It seems that blog topics are cyclical and raise their head every few months. A couple of the hot ones are full disclosure and ROI both of which have reared their ugly heads lately. ROI has been on the front pages again in the last few days and it seems that as usual we can't agree on whether or not there is such a thing as security ROI. The purist say that it doesn't exist because it doesn't meet the "true" definition of ROI. The "revisionist" say that there is ROI on security but you have to measure it differently. Yada, yada, yada, the debate goes on and on..............zzzzzzzzzzzzzzz.

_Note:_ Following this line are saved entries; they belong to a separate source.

//! Protocol level types and definitions
//!
//! This module contains the types shared by both relay flows: CCTP domain
//! identifiers, attestation responses, the raw message and its header fields,
//! and the OP Stack withdrawal lifecycle.

mod attestation;
mod domain_id;
pub(crate) mod message;
mod receipt;
mod relay_status;

pub use attestation::{AttestationResponse, AttestationStatus};
pub use domain_id::{DomainId, InvalidDomainId};
pub use message::{
    extract_message, resolve_destination, MessageHash, RawMessage, MESSAGE_SENT_SIGNATURE,
};
pub use receipt::SubmissionReceipt;
pub use relay_status::RelayStatus;
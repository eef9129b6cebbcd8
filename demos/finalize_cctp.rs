// SPDX-FileCopyrightText: 2025 Semiotic AI, Inc.
//
// SPDX-License-Identifier: Apache-2.0
//! Finalize a CCTP v1 transfer on its destination chain
//!
//! Reads RPC endpoints and the signing key from the environment (or a `.env`
//! file), waits for Circle's attestation and submits `receiveMessage`.
//!
//! Run with: `cargo run --example finalize_cctp -- <source-network> <tx-hash>`
//!
//! Set `RUST_LOG=bridge_finalizer=debug` to follow every poll.

use alloy_primitives::TxHash;
use bridge_finalizer::providers::{AlloyConnector, IrisAttestationProvider, TokioClock};
use bridge_finalizer::{CctpFinalizer, FinalizerConfig, FinalizerError, NetworkRegistry};
use tracing_subscriber::EnvFilter;

#[tokio::main]
async fn main() -> Result<(), FinalizerError> {
    tracing_subscriber::fmt()
        .with_env_filter(
            EnvFilter::try_from_default_env().unwrap_or_else(|_| EnvFilter::new("info")),
        )
        .init();

    let mut args = std::env::args().skip(1);
    let (Some(source_network), Some(tx_hash)) = (args.next(), args.next()) else {
        eprintln!("usage: finalize_cctp <source-network> <tx-hash>");
        std::process::exit(2);
    };
    let tx_hash: TxHash = tx_hash.parse()?;

    let config = FinalizerConfig::from_env()?;
    let registry = NetworkRegistry::mainnet(&config.rpc)?;
    println!(
        "Known networks: {}",
        registry.names().collect::<Vec<_>>().join(", ")
    );

    let finalizer = CctpFinalizer::builder()
        .registry(registry)
        .connector(AlloyConnector::new(config.signer()?))
        .attestation_provider(IrisAttestationProvider::new(config.iris_api_url.clone())?)
        .clock(TokioClock)
        .polling(config.attestation_polling)
        .skip_if_received(true)
        .build();

    let outcome = finalizer.finalize(&source_network, tx_hash).await?;

    println!("Message hash: {}", outcome.message_hash);
    println!("Destination:  {}", outcome.destination.name);
    match outcome.receipt {
        Some(receipt) => println!("receiveMessage transaction: {receipt}"),
        None => println!("Message was already received, nothing submitted"),
    }

    Ok(())
}
// SPDX-FileCopyrightText: 2025 Semiotic AI, Inc.
//
// SPDX-License-Identifier: Apache-2.0
//! Prove or finalize an OP Mainnet withdrawal on Ethereum
//!
//! Needs `RPC_MAINNET`, `RPC_OPTIMISM` and `PRIVATE_KEY`. The withdrawal must be
//! proven and finalized by the same key. Run `prove` first, then `finalize`
//! once the challenge period is over; `finalize` waits for it if started early,
//! so set `STATUS_MAX_WAIT_SECS` to bound it.
//!
//! Run with: `cargo run --example finalize_op_withdrawal -- <prove|finalize> <l2-tx-hash> [log-index]`

use alloy_primitives::TxHash;
use bridge_finalizer::providers::{OpStackMessenger, TokioClock};
use bridge_finalizer::{FinalizerConfig, FinalizerError, OpStackFinalizer, StageOutcome};
use tracing_subscriber::EnvFilter;

#[tokio::main]
async fn main() -> Result<(), FinalizerError> {
    tracing_subscriber::fmt()
        .with_env_filter(
            EnvFilter::try_from_default_env().unwrap_or_else(|_| EnvFilter::new("info")),
        )
        .init();

    const USAGE: &str = "usage: finalize_op_withdrawal <prove|finalize> <l2-tx-hash> [log-index]";

    let mut args = std::env::args().skip(1);
    let (Some(action), Some(tx_hash)) = (args.next(), args.next()) else {
        eprintln!("{USAGE}");
        std::process::exit(2);
    };
    if action != "prove" && action != "finalize" {
        eprintln!("{USAGE}");
        std::process::exit(2);
    }
    let tx_hash: TxHash = tx_hash.parse()?;
    let log_index = match args.next() {
        Some(index) => index
            .parse()
            .map_err(|_| FinalizerError::InvalidConfig(format!("invalid log index {index:?}")))?,
        None => 0,
    };

    let config = FinalizerConfig::from_env()?;
    let messenger = OpStackMessenger::connect(&config.op_stack, config.signer()?)?;

    let finalizer = OpStackFinalizer::builder()
        .oracle(messenger.clone())
        .submitter(messenger)
        .clock(TokioClock)
        .polling(config.status_polling)
        .skip_completed_stages(true)
        .build();

    let outcome = if action == "prove" {
        finalizer.prove(tx_hash, log_index).await?
    } else {
        finalizer.finalize(tx_hash, log_index).await?
    };

    match outcome {
        StageOutcome::Submitted(receipt) => println!("{action}: {receipt}"),
        StageOutcome::AlreadyDone(status) => println!("{action}: skipped, already {status}"),
    }

    Ok(())
}
use std::fmt;

/// Lifecycle of an OP Stack withdrawal as seen from L1
///
/// The variants are ordered: a withdrawal only ever moves forward, so
/// `status >= RelayStatus::ReadyToProve` reads as "proving is possible or
/// already done".
#[derive(Debug, Clone, Copy, PartialEq, Eq, PartialOrd, Ord, Hash)]
pub enum RelayStatus {
    /// Sent on L2, no output root covering it has been proposed yet
    Submitted,
    /// An output root covers the withdrawal, it can be proven on L1
    ReadyToProve,
    /// Proven, still inside the challenge window
    Proven,
    /// Challenge window elapsed, it can be finalized
    ReadyForRelay,
    /// Finalized on the portal
    Finalized,
    /// The L1 cross domain messenger executed the message
    Relayed,
}

impl RelayStatus {
    pub const fn as_str(self) -> &'static str {
        match self {
            Self::Submitted => "submitted",
            Self::ReadyToProve => "ready_to_prove",
            Self::Proven => "proven",
            Self::ReadyForRelay => "ready_for_relay",
            Self::Finalized => "finalized",
            Self::Relayed => "relayed",
        }
    }
}

impl fmt::Display for RelayStatus {
    fn fmt(&self, f: &mut fmt::Formatter<'_>) -> fmt::Result {
        f.write_str(self.as_str())
    }
}
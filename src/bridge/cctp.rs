use alloy_primitives::{Bytes, TxHash};
use bon::Builder;
use tracing::{debug, error, info, Instrument, Span};

use super::config::PollingConfig;
use super::poller::AttestationPoller;
use crate::chain::{ChainDescriptor, NetworkRegistry};
use crate::error::{FinalizerError, Result};
use crate::protocol::{
    extract_message, resolve_destination, MessageHash, RawMessage, SubmissionReceipt,
    MESSAGE_SENT_SIGNATURE,
};
use crate::spans;
use crate::traits::{AttestationProvider, BlockchainProvider, ChainConnector, Clock, MessageSubmitter};

/// Relays CCTP v1 messages from their source transaction to their destination
///
/// # Example
///
/// ```rust,no_run
/// use bridge_finalizer::providers::{AlloyConnector, IrisAttestationProvider, TokioClock};
/// use bridge_finalizer::{CctpFinalizer, FinalizerConfig, FinalizerError, NetworkRegistry};
///
/// # async fn example() -> Result<(), FinalizerError> {
/// let config = FinalizerConfig::from_env()?;
///
/// let finalizer = CctpFinalizer::builder()
///     .registry(NetworkRegistry::mainnet(&config.rpc)?)
///     .connector(AlloyConnector::new(config.signer()?))
///     .attestation_provider(IrisAttestationProvider::new(config.iris_api_url.clone())?)
///     .clock(TokioClock)
///     .build();
///
/// let tx_hash = "0x4b5a3f0e6bd9a6a9b8b1b4d5a1b2c3d4e5f60718293a4b5c6d7e8f9a0b1c2d3e".parse()?;
/// let outcome = finalizer.finalize("base", tx_hash).await?;
/// assert!(outcome.receipt.is_some());
/// # Ok(())
/// # }
/// ```
#[derive(Builder, Clone, Debug)]
pub struct CctpFinalizer<K: ChainConnector, A: AttestationProvider, C: Clock> {
    registry: NetworkRegistry,
    connector: K,
    attestation_provider: A,
    clock: C,
    /// Attestation polling
    #[builder(default)]
    polling: PollingConfig,
    /// Waiting for the source transaction receipt
    #[builder(default = PollingConfig::status())]
    receipt_polling: PollingConfig,
    #[builder(default = MESSAGE_SENT_SIGNATURE.to_string(), into)]
    event_signature: String,
    /// Check the receiver's replay protection before submitting
    #[builder(default)]
    skip_if_received: bool,
}

/// Result of a successful [`CctpFinalizer::finalize`]
#[derive(Debug, Clone, PartialEq, Eq)]
pub struct FinalizeOutcome {
    pub message_hash: MessageHash,
    pub destination: ChainDescriptor,
    pub attestation: Bytes,
    /// `None` when the message had already been received and nothing was sent
    pub receipt: Option<SubmissionReceipt>,
    pub already_received: bool,
}

impl<K, A, C> CctpFinalizer<K, A, C>
where
    K: ChainConnector,
    A: AttestationProvider,
    C: Clock,
{
    pub fn registry(&self) -> &NetworkRegistry {
        &self.registry
    }

    /// Finalizes the message emitted by `tx_hash` on `source_network`
    ///
    /// Waits for the source receipt, extracts the first `MessageSent` event,
    /// waits for its attestation and submits it to the receiver of the chain
    /// named in the message header.
    ///
    /// # Errors
    ///
    /// Every failure aborts the operation. Header fields are only read once the
    /// attestation arrived, so a malformed header is reported after the
    /// attestation service was queried. Of note:
    /// - [`FinalizerError::UnknownNetwork`] for a `source_network` the registry lacks
    /// - [`FinalizerError::EventNotFound`] when the transaction emitted no message
    /// - [`FinalizerError::MessageNotFound`] when the attestation service has no record
    /// - [`FinalizerError::UnknownDomain`] when the header names an unregistered
    ///   domain, reported only after the attestation arrived
    /// - [`FinalizerError::SubmissionFailed`] when the destination rejects the
    ///   transaction; inspect before retrying
    pub async fn finalize(&self, source_network: &str, tx_hash: TxHash) -> Result<FinalizeOutcome> {
        let span = spans::finalize(source_network, tx_hash);

        async {
            let result = self.run(source_network, tx_hash).await;
            if let Err(ref e) = result {
                spans::record_error(e);
            }
            result
        }
        .instrument(span)
        .await
    }

    async fn run(&self, source_network: &str, tx_hash: TxHash) -> Result<FinalizeOutcome> {
        let source = self.registry.resolve_chain(source_network)?;
        let message = self
            .message_from_source(source, tx_hash)
            .instrument(spans::extract_message(tx_hash, &source.name))
            .await?;

        let message_hash = message.hash();
        Span::current().record("message_hash", tracing::field::display(message_hash));

        info!(
            message_hash = %message_hash,
            message_length_bytes = message.len(),
            event = "message_extracted"
        );

        let attestation = AttestationPoller::builder()
            .attestation_provider(&self.attestation_provider)
            .clock(&self.clock)
            .polling(self.polling)
            .build()
            .await_attestation(message_hash)
            .await?;

        let destination_domain = resolve_destination(&message)?;
        let destination = self.registry.resolve_domain(destination_domain)?;
        Span::current().record("destination", destination.name.as_str());

        let submitter = self.connector.submitter(destination)?;

        if self.skip_if_received && submitter.is_message_received(destination, &message).await? {
            info!(
                destination = %destination.name,
                event = "message_already_received"
            );
            return Ok(FinalizeOutcome {
                message_hash,
                destination: destination.clone(),
                attestation,
                receipt: None,
                already_received: true,
            });
        }

        let submit_span =
            spans::submit_receive(&destination.name, message.len(), attestation.len());
        let receipt = submitter
            .submit_receive(destination, &message, &attestation)
            .instrument(submit_span.clone())
            .await
            .inspect_err(|e| {
                spans::record_error_with_context(
                    "SubmissionFailed",
                    &e.to_string(),
                    Some("Submissions are not retried, inspect the destination before trying again"),
                );
            })?;
        submit_span.record("tx_hash", tracing::field::display(receipt));

        info!(
            tx_hash = %receipt.transaction_id,
            destination = %destination.name,
            event = "message_finalized"
        );

        Ok(FinalizeOutcome {
            message_hash,
            destination: destination.clone(),
            attestation,
            receipt: Some(receipt),
            already_received: false,
        })
    }

    async fn message_from_source(
        &self,
        source: &ChainDescriptor,
        tx_hash: TxHash,
    ) -> Result<RawMessage> {
        let provider = self.connector.source(source)?;
        let started = self.clock.now();

        let logs = loop {
            if let Some(logs) = provider.get_transaction_logs(tx_hash).await? {
                break logs;
            }

            let elapsed = self.clock.now().saturating_duration_since(started);
            if self.receipt_polling.is_expired(elapsed) {
                error!(
                    waited_secs = elapsed.as_secs(),
                    event = "source_transaction_not_found"
                );
                return Err(FinalizerError::TransactionNotFound {
                    tx_hash: tx_hash.to_string(),
                });
            }

            debug!(
                poll_interval_secs = self.receipt_polling.poll_interval_secs,
                event = "source_transaction_pending"
            );
            self.clock.sleep(self.receipt_polling.poll_interval()).await;
        };

        extract_message(&logs, &self.event_signature)
    }
}

#[cfg(test)]
mod tests {
    use super::*;
    use crate::config::RpcEndpoints;
    use crate::protocol::message::tests::{message_sent_log, v1_message};
    use crate::protocol::AttestationResponse;
    use crate::testing::{FakeAttestationProvider, FakeClock, FakeConnector};
    use std::fmt;
    use std::sync::{Arc, Mutex};
    use tracing::field::{Field, Visit};
    use tracing::{span, Subscriber};
    use tracing_subscriber::layer::{Context, SubscriberExt};
    use tracing_subscriber::registry::LookupSpan;
    use tracing_subscriber::Layer;

    /// Collects the `tx_hash` values recorded on submit spans
    #[derive(Clone, Default)]
    struct SubmittedTxHashes(Arc<Mutex<Vec<String>>>);

    struct TxHashVisitor(Option<String>);

    impl Visit for TxHashVisitor {
        fn record_debug(&mut self, field: &Field, value: &dyn fmt::Debug) {
            if field.name() == "tx_hash" {
                self.0 = Some(format!("{value:?}"));
            }
        }
    }

    impl<S> Layer<S> for SubmittedTxHashes
    where
        S: Subscriber + for<'a> LookupSpan<'a>,
    {
        fn on_record(&self, id: &span::Id, values: &span::Record<'_>, ctx: Context<'_, S>) {
            let is_submit = ctx
                .span(id)
                .is_some_and(|span| span.name() == "bridge_finalizer.submit_receive");
            if !is_submit {
                return;
            }
            let mut visitor = TxHashVisitor(None);
            values.record(&mut visitor);
            if let Some(tx_hash) = visitor.0 {
                self.0.lock().unwrap().push(tx_hash);
            }
        }
    }

    type TestFinalizer = CctpFinalizer<FakeConnector, FakeAttestationProvider, FakeClock>;

    fn finalizer(connector: &FakeConnector, attestations: &FakeAttestationProvider) -> TestFinalizer {
        CctpFinalizer::builder()
            .registry(NetworkRegistry::mainnet(&RpcEndpoints::default()).unwrap())
            .connector(connector.clone())
            .attestation_provider(attestations.clone())
            .clock(FakeClock::new())
            .build()
    }

    #[tokio::test]
    async fn test_unknown_source_network() {
        let connector = FakeConnector::new();
        let attestations = FakeAttestationProvider::new();

        let err = finalizer(&connector, &attestations)
            .finalize("solana", TxHash::ZERO)
            .await
            .unwrap_err();

        assert!(matches!(err, FinalizerError::UnknownNetwork { .. }));
        assert_eq!(connector.source_calls(), 0);
    }

    #[tokio::test]
    async fn test_unknown_destination_fails_after_attestation() {
        let message = v1_message(0, 0x4242, 1);
        let tx_hash = TxHash::repeat_byte(1);
        let connector = FakeConnector::new();
        connector.add_logs(tx_hash, vec![message_sent_log(&message)]);
        let attestations = FakeAttestationProvider::new();
        attestations.add_response_sequence(
            message.hash(),
            vec![AttestationResponse::complete(vec![9u8; 65])],
        );

        let err = finalizer(&connector, &attestations)
            .finalize("ethereum", tx_hash)
            .await
            .unwrap_err();

        assert!(matches!(err, FinalizerError::UnknownDomain { domain: 4242, .. }));
        assert_eq!(attestations.call_count(message.hash()), 1);
        assert!(connector.submissions().is_empty());
    }

    #[tokio::test]
    async fn test_custom_event_signature() {
        let message = v1_message(0, 6, 1);
        let tx_hash = TxHash::repeat_byte(2);
        let connector = FakeConnector::new();
        connector.add_logs(tx_hash, vec![message_sent_log(&message)]);
        let attestations = FakeAttestationProvider::new();

        let err = CctpFinalizer::builder()
            .registry(NetworkRegistry::mainnet(&RpcEndpoints::default()).unwrap())
            .connector(connector.clone())
            .attestation_provider(attestations.clone())
            .clock(FakeClock::new())
            .event_signature("SomethingElse(bytes)")
            .build()
            .finalize("ethereum", tx_hash)
            .await
            .unwrap_err();

        assert!(matches!(err, FinalizerError::EventNotFound { .. }));
        assert_eq!(attestations.call_count(message.hash()), 0);
    }

    #[tokio::test]
    async fn test_malformed_header_reported_after_attestation() {
        let message = RawMessage::new(vec![0u8; 8]);
        let tx_hash = TxHash::repeat_byte(3);
        let connector = FakeConnector::new();
        connector.add_logs(tx_hash, vec![message_sent_log(&message)]);
        let attestations = FakeAttestationProvider::new();
        attestations.add_complete_response(message.hash(), vec![9u8; 65]);

        let err = finalizer(&connector, &attestations)
            .finalize("ethereum", tx_hash)
            .await
            .unwrap_err();

        assert!(matches!(err, FinalizerError::MalformedMessage { .. }));
        assert_eq!(attestations.call_count(message.hash()), 1);
        assert!(connector.submitter_chains().is_empty());
    }

    #[tokio::test]
    async fn test_submission_tx_hash_recorded_on_span() {
        let message = v1_message(0, 6, 5);
        let tx_hash = TxHash::repeat_byte(4);
        let connector = FakeConnector::new();
        connector.add_logs(tx_hash, vec![message_sent_log(&message)]);
        let attestations = FakeAttestationProvider::new();
        attestations.add_complete_response(message.hash(), vec![9u8; 65]);

        let recorded = SubmittedTxHashes::default();
        let _guard = tracing::subscriber::set_default(
            tracing_subscriber::registry().with(recorded.clone()),
        );

        let outcome = finalizer(&connector, &attestations)
            .finalize("ethereum", tx_hash)
            .await
            .unwrap();

        let receipt = outcome.receipt.unwrap();
        assert_eq!(*recorded.0.lock().unwrap(), vec![receipt.to_string()]);
    }
}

Yesterday it hit Twitter and several people jumped in and commented but one that really struck me came from my friend Jack Daniel. He said that the true measure of security is failure or as the new buzz word says "Security Fail". That hit a cord with me and I have to agree 100%. That is the true measure of security whether it be a device, application, or program. If you fail you lose. So Jack and I coined the new term FOI, Failure of Investment. When it comes to buying, implementing, or doing anything in regards to security the value of the investment is determined by success or failure. Not how much it cost vs. saved. Not how easy it is to deploy or manage. Not how much time it saves, etc.... The real measure is made when it protects or fails to protect.
It may be that it does a great job of protecting most of the time but the one failure may be it's (or your) demise. Now we have to define failure though. In my mind failure doesn't come because a new flaw was discovered in your AV, firewall, IDS/IPS, or other security device or app. It comes when that flaw isn't managed properly by either the vendor or your team. If the vendor fails to respond properly and the vulnerability is exploited then they fail. If they do respond properly and you fail to implement the fix or if you fail to look for and implement other measures to protect yourself during the vulnerability window then you fail.
As we all know failure can be fatal to your job. So it's in our best interest to quit debating and trying to define Security ROI and to focus on preventing FOI.